What the fuck is a virgin anyway?  

boredhornyvirgin 32F
24 posts
7/16/2006 9:39 pm

Last Read:
7/16/2006 9:40 pm

What the fuck is a virgin anyway?


When i picked the handle for my AdultFriendFinder profile, i didn't quite realize what an impact it would have on me. i was propositioned by young men, old men, couples, everyone imaginable. I knew that some of it had to do with the absolute sexual repressiveness of my hometown and the need for individuals with high sex drives to connect without being judged. But most of the lines thrown my way had a different quality. A few, I could tell by my knowledge of language and semantics, were secretly thinking "heh heh a virgin that's kinky". Some thought it was too good to be true that I was a 21 (almost 22 in two weeks) bisexual virgin who writes erotica, masturbates often to porn, and smokes cigars. Others believed i would want to go sexually at a snail's pace and added "i'll go only as far as you want to go". Still others thought i was in danger by offering my virginity on a black lace platter in cyberspace. And if i were to read my profile online without knowing myself intimately and feeling the intact hymen excruciatingly often, I would believe these things too. But it's just not that simple.
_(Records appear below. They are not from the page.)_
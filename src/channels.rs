//! Extra input channels fed to the network next to the pixel coordinates.
//! Every pixel of a frame receives the same values.

use enum_dispatch::enum_dispatch;
use serde::{Deserialize, Serialize};

/// Position of a frame in an animation.
#[derive(Clone, Copy, Debug, Default, PartialEq)]
pub struct Frame {
    pub index: u64,
    /// Seconds since the first frame.
    pub time: f32,
}

impl Frame {
    pub fn at(index: u64, fps: f32) -> Self {
        let time = if fps > 0. { index as f32 / fps } else { 0. };
        Self { index, time }
    }
}

#[enum_dispatch]
pub trait AuxChannels {
    /// Number of values written by [fill](AuxChannels::fill).
    fn count(&self) -> usize;

    /// Writes the channel values for `frame` into the start of `out`.
    fn fill(&self, frame: Frame, out: &mut [f32]);

    fn values(&self, frame: Frame) -> Vec<f32> {
        let mut out = vec![0.; self.count()];
        self.fill(frame, &mut out);
        out
    }
}

#[derive(Clone, Debug, Default, PartialEq, Serialize, Deserialize)]
pub struct NoChannels {}

impl AuxChannels for NoChannels {
    fn count(&self) -> usize {
        0
    }

    fn fill(&self, _frame: Frame, _out: &mut [f32]) {}
}

/// Fixed values, independent of the frame.
#[derive(Clone, Debug, Default, PartialEq, Serialize, Deserialize)]
pub struct Constant {
    pub values: Vec<f32>,
}

impl AuxChannels for Constant {
    fn count(&self) -> usize {
        self.values.len()
    }

    fn fill(&self, _frame: Frame, out: &mut [f32]) {
        for (o, v) in out.iter_mut().zip(&self.values) {
            *o = *v;
        }
    }
}

/// A single bias that moves by `step` every frame.
#[derive(Clone, Debug, PartialEq, Serialize, Deserialize)]
pub struct Sweep {
    pub start: f32,
    pub step: f32,
}

impl Default for Sweep {
    fn default() -> Self {
        Self {
            start: -1.,
            step: 0.01,
        }
    }
}

impl AuxChannels for Sweep {
    fn count(&self) -> usize {
        1
    }

    fn fill(&self, frame: Frame, out: &mut [f32]) {
        if let Some(o) = out.first_mut() {
            *o = self.start + self.step * frame.index as f32;
        }
    }
}

/// One sine wave per table entry: `sin(time * speed * freq[i] + phase[i])`.
#[derive(Clone, Debug, PartialEq, Serialize, Deserialize)]
pub struct Oscillators {
    pub freq: Vec<f32>,
    pub phase: Vec<f32>,
    pub speed: f32,
}

impl Default for Oscillators {
    fn default() -> Self {
        Self {
            freq: vec![8.6, 7.5, 3.0, 9.8, 6.7, 5.3, 0.9, 8.6],
            phase: vec![3.1, 4.1, 5.9, 2.6, 5.3, 5.8, 9.8, 1.2],
            speed: 0.05,
        }
    }
}

impl AuxChannels for Oscillators {
    fn count(&self) -> usize {
        self.freq.len().min(self.phase.len())
    }

    fn fill(&self, frame: Frame, out: &mut [f32]) {
        for ((o, f), p) in out.iter_mut().zip(&self.freq).zip(&self.phase) {
            *o = (frame.time * self.speed * f + p).sin();
        }
    }
}

#[enum_dispatch(AuxChannels)]
#[derive(Clone, Debug, PartialEq, Serialize, Deserialize)]
#[serde(rename_all = "snake_case", tag = "kind")]
pub enum ChannelSource {
    Empty(NoChannels),
    Constant(Constant),
    Sweep(Sweep),
    Oscillators(Oscillators),
}

impl Default for ChannelSource {
    fn default() -> Self {
        Sweep::default().into()
    }
}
I sincerely believe that the reactions to my virginity and "sudden" interest in losing it can
be chalked up to society's reaction in general to sex and virginity. And the reaction is that no one really knows what to do with it. It's a virtue, it's a hinderence, it means you're the first one sacrificed to angry volcano gods. I recently read that even the term "virgin" is impossible to categorize. But here's how it pertains to me: I have sexual experience in almost every point of sexual experience except one. The big kicker. The very act of penis-to-vagina penetration is the last thing I haven't experienced. And it's certainly not from lack of trying. Since I was eighteen I've been trying to lose my pesky hymen by any means necessary. But the response is always the same "i can't do you. you're a virgin. it would be wrong." so for almost four years i have sucked, licked, grabbed, pleased, recieved pleasure, and kissed hungrily waiting on the next guy to say the same thing. it was almost like my lack of a sex life was affecting my sex life. in fact a further examination into why i'm still a virgin will turn up an interesting story that i will share in my next entry. but all of this made me more and more frustrated. i wanted sex and i wanted to get it by any means neccessary. so six days ago while cybering with a man from australia, an advertisement emblazoned with the words "get laid tonight" entered my electronic field of vision. and so here i am.